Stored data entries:
[Start of Attachment]

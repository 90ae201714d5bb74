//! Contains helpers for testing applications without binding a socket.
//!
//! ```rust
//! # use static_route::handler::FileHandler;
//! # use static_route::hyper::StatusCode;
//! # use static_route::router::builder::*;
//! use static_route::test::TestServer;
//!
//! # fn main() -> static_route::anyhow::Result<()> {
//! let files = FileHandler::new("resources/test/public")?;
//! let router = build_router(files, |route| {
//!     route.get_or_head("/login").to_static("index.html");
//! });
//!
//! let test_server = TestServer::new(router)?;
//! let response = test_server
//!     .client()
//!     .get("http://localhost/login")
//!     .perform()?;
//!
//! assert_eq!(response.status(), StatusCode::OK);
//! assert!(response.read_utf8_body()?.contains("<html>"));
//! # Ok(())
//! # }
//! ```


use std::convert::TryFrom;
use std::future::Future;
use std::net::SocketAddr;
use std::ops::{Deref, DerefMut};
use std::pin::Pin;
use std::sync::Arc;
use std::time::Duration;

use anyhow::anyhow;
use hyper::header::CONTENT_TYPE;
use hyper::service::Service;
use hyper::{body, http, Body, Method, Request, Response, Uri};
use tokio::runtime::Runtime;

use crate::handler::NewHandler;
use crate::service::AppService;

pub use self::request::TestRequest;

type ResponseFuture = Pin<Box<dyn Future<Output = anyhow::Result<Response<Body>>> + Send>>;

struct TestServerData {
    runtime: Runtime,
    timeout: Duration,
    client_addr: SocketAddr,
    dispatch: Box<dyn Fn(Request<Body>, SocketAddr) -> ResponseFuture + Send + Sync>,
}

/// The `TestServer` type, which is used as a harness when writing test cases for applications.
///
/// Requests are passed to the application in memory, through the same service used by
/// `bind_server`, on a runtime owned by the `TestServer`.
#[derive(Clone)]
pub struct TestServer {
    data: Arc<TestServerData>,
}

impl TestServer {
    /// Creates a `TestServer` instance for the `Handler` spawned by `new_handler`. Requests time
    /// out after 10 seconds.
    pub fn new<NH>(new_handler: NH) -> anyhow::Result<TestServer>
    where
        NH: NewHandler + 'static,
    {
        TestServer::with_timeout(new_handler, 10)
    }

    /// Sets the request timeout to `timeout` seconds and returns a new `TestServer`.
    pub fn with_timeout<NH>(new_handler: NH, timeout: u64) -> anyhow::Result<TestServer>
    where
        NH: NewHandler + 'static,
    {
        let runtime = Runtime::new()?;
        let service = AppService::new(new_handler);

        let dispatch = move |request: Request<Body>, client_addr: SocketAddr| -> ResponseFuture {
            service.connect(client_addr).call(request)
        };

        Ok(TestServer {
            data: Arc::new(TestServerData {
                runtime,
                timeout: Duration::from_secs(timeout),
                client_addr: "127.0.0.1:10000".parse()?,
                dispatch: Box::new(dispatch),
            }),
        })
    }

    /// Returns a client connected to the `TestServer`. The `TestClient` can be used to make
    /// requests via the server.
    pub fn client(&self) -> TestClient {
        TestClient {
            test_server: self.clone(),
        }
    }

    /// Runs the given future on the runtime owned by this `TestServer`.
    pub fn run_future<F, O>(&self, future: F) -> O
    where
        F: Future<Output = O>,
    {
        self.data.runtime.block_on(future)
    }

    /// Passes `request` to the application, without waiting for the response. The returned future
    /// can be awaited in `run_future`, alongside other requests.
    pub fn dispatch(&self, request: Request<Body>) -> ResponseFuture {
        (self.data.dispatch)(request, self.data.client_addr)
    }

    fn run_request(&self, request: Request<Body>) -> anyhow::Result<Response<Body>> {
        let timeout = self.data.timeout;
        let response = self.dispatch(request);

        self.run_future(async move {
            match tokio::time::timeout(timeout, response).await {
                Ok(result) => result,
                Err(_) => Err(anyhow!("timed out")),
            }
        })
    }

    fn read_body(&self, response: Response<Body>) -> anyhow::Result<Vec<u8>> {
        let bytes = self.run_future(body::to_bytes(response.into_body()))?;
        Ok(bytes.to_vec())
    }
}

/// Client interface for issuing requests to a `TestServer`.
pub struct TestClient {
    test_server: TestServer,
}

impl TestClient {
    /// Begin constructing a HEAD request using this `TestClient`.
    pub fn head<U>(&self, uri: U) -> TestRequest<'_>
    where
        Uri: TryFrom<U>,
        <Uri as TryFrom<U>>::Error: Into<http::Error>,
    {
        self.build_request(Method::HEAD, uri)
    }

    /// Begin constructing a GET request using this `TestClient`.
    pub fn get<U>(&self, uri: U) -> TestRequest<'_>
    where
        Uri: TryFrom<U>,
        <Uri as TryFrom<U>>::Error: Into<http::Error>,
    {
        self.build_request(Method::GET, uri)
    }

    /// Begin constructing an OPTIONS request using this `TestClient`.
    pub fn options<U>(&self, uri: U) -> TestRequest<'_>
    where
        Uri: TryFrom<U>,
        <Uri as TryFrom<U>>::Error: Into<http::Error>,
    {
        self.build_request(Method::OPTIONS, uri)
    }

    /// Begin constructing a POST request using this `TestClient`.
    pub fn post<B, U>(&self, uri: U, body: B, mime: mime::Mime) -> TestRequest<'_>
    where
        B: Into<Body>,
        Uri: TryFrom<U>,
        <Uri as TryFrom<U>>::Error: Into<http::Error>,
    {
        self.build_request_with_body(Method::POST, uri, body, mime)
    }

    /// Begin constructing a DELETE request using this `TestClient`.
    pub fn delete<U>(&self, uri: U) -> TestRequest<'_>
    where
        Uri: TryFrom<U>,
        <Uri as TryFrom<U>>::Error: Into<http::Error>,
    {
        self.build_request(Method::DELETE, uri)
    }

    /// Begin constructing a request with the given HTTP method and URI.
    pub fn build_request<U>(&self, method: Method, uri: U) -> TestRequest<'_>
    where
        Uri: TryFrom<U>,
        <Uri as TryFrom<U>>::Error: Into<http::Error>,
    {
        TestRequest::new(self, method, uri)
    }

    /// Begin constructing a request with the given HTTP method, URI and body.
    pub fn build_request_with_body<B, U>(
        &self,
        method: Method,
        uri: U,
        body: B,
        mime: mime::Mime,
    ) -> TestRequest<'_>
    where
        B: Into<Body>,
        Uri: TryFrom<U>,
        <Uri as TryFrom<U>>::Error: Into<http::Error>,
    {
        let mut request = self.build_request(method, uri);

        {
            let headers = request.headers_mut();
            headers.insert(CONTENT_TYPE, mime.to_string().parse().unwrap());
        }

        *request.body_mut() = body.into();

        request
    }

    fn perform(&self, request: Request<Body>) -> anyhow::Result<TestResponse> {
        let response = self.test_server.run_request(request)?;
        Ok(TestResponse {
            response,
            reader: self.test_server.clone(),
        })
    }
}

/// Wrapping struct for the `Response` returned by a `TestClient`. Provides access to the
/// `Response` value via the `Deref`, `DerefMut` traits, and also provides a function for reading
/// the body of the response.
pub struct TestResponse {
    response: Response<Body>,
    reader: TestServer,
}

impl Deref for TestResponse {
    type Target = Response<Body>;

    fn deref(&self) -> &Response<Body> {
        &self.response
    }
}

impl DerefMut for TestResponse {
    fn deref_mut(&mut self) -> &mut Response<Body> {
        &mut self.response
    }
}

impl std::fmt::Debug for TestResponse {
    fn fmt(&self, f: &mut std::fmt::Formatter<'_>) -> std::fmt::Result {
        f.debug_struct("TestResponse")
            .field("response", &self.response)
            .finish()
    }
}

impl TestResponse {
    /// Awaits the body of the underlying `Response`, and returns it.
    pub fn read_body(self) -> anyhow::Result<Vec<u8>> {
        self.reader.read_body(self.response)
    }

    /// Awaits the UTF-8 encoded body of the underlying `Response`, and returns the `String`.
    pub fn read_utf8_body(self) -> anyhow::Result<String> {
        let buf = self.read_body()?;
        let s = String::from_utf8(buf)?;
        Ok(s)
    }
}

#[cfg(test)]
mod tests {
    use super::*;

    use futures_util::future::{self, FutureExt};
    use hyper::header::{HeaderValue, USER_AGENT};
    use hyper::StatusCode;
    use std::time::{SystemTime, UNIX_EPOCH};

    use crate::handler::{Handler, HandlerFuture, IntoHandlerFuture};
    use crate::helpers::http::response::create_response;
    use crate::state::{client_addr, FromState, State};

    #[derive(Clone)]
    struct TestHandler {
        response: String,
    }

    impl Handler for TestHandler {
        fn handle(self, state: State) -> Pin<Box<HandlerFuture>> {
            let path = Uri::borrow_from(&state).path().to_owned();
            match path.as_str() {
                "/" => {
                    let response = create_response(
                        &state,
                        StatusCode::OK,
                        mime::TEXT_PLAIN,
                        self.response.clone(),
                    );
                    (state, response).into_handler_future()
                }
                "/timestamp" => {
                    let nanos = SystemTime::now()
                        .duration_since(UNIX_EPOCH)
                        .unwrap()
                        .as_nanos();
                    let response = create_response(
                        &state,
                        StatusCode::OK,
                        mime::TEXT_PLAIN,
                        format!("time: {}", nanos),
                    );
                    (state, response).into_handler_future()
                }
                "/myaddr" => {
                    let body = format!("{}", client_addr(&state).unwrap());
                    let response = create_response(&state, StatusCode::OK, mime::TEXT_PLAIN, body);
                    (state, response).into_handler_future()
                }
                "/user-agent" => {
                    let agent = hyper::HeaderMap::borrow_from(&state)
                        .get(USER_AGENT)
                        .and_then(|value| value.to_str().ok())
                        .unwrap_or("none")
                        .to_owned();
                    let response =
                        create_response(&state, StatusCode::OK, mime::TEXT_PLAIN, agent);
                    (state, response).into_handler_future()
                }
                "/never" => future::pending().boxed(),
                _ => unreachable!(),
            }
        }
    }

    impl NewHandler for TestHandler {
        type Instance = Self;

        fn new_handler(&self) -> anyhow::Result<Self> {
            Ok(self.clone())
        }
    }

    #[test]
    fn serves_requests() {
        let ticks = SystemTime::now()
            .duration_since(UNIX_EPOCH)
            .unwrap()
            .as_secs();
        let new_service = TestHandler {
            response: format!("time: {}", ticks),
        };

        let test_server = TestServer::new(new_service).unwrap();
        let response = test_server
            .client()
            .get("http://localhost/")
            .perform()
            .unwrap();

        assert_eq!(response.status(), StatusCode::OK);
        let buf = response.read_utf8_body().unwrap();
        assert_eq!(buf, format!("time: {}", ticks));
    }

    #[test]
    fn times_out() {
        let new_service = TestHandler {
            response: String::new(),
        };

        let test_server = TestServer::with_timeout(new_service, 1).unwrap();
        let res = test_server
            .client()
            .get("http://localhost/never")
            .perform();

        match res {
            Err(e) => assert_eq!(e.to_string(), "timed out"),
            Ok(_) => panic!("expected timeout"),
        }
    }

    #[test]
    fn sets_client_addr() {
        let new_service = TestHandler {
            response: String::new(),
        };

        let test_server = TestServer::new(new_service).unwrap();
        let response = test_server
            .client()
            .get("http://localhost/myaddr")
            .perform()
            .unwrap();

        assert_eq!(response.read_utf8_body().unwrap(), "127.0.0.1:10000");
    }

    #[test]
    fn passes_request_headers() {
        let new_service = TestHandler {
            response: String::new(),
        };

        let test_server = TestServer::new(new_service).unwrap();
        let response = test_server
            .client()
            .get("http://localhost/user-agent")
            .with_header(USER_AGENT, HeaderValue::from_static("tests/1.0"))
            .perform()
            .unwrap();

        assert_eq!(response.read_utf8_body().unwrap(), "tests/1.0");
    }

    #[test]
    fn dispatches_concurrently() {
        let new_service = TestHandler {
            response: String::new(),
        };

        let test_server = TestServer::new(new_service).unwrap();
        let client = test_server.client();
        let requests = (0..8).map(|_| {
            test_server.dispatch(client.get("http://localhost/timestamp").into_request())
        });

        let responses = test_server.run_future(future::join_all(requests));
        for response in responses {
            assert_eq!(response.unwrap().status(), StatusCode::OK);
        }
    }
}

[End of Attachment]
[Start of Attachment]

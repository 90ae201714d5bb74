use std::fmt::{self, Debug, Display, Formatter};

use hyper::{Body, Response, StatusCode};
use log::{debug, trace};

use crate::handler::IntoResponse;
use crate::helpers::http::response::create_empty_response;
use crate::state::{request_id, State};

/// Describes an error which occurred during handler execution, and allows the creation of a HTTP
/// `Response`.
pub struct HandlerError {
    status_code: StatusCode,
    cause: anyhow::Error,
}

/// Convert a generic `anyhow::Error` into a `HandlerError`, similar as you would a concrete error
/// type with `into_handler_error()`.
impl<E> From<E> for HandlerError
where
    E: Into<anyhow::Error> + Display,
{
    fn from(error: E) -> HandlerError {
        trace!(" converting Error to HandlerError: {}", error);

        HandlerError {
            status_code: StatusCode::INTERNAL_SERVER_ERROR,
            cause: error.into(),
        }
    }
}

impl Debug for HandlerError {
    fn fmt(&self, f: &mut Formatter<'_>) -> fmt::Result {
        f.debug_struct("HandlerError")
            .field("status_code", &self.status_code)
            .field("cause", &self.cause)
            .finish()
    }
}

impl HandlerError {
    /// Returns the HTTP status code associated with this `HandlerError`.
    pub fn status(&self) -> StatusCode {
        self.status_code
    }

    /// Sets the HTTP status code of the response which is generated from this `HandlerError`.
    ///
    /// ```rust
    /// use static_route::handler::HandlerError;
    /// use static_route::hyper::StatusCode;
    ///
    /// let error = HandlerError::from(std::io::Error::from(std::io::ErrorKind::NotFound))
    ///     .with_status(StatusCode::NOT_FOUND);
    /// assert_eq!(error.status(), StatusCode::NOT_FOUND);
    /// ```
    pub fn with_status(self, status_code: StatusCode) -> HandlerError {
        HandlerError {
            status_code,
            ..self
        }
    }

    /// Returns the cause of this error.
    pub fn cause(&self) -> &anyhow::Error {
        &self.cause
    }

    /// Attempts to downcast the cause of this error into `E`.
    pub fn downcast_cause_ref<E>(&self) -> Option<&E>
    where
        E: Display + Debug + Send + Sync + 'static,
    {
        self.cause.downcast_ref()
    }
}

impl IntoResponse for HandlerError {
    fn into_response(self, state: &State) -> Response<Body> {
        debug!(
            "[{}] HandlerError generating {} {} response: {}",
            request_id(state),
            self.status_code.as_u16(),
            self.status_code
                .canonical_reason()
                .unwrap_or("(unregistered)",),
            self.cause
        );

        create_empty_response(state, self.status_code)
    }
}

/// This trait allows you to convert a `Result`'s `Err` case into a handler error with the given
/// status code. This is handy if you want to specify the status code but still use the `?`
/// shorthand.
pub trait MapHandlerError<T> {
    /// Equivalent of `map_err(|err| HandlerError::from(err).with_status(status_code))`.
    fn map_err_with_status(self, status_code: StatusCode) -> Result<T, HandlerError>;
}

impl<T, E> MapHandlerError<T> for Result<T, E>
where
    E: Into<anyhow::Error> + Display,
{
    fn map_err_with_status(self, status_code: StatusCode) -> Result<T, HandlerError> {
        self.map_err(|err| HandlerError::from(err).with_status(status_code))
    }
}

[End of Attachment]
[Start of Attachment]

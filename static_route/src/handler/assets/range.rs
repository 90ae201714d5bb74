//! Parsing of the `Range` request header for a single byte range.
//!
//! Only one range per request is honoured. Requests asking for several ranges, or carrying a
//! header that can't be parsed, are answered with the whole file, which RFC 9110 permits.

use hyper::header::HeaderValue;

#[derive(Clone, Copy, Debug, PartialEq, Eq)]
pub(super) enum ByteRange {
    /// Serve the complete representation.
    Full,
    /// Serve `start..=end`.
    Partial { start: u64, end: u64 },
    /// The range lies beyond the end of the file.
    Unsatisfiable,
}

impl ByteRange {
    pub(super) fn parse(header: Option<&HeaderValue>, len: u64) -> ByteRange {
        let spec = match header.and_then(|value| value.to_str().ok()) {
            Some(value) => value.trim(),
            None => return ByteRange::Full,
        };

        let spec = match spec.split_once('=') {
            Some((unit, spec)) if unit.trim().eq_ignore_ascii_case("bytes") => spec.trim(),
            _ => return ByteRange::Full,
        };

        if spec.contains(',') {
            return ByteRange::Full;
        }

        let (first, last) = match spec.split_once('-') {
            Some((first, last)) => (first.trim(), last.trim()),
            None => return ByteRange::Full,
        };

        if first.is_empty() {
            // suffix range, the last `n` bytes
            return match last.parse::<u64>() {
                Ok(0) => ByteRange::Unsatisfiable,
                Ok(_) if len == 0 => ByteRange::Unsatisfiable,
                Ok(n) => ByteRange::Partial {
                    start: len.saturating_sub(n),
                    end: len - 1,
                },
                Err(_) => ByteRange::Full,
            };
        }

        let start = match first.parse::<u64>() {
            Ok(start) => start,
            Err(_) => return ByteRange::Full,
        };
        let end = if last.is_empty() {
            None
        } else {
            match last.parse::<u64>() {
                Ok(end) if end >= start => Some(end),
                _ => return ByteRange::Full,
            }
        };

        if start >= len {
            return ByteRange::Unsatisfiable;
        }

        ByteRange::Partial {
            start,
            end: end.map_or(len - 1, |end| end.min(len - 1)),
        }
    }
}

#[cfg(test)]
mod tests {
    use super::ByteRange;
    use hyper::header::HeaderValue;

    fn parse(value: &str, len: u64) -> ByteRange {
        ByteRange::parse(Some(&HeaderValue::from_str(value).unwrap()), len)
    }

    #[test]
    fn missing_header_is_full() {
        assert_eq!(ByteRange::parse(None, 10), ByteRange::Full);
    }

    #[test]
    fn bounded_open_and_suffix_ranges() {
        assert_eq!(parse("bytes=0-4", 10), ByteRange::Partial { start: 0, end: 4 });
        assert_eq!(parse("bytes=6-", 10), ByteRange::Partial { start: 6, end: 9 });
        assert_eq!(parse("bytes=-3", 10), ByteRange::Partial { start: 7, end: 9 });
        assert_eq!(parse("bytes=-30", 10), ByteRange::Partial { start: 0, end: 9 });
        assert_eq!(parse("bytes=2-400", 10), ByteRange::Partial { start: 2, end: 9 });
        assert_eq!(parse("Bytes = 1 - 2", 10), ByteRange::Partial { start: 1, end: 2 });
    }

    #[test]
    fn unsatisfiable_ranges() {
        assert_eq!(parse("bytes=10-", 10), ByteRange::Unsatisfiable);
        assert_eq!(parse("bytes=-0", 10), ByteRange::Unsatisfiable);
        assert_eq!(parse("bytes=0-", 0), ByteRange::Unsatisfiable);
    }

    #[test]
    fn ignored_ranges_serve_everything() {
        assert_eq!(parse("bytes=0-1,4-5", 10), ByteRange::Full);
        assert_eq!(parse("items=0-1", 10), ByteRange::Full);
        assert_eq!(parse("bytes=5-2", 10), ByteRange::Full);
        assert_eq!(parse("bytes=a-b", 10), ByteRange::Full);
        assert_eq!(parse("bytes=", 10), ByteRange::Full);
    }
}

[End of Attachment]

== TASK GOAL ==
Only the lines containing the string "ResponseFuture" are needed; pull them out of the records.

== RESULT FOR THIS TASK ==
type ResponseFuture = Pin<Box<dyn Future<Output = anyhow::Result<Response<Body>>> + Send>>;
    dispatch: Box<dyn Fn(Request<Body>, SocketAddr) -> ResponseFuture + Send + Sync>,
        let dispatch = move |request: Request<Body>, client_addr: SocketAddr| -> ResponseFuture {
    pub fn dispatch(&self, request: Request<Body>) -> ResponseFuture {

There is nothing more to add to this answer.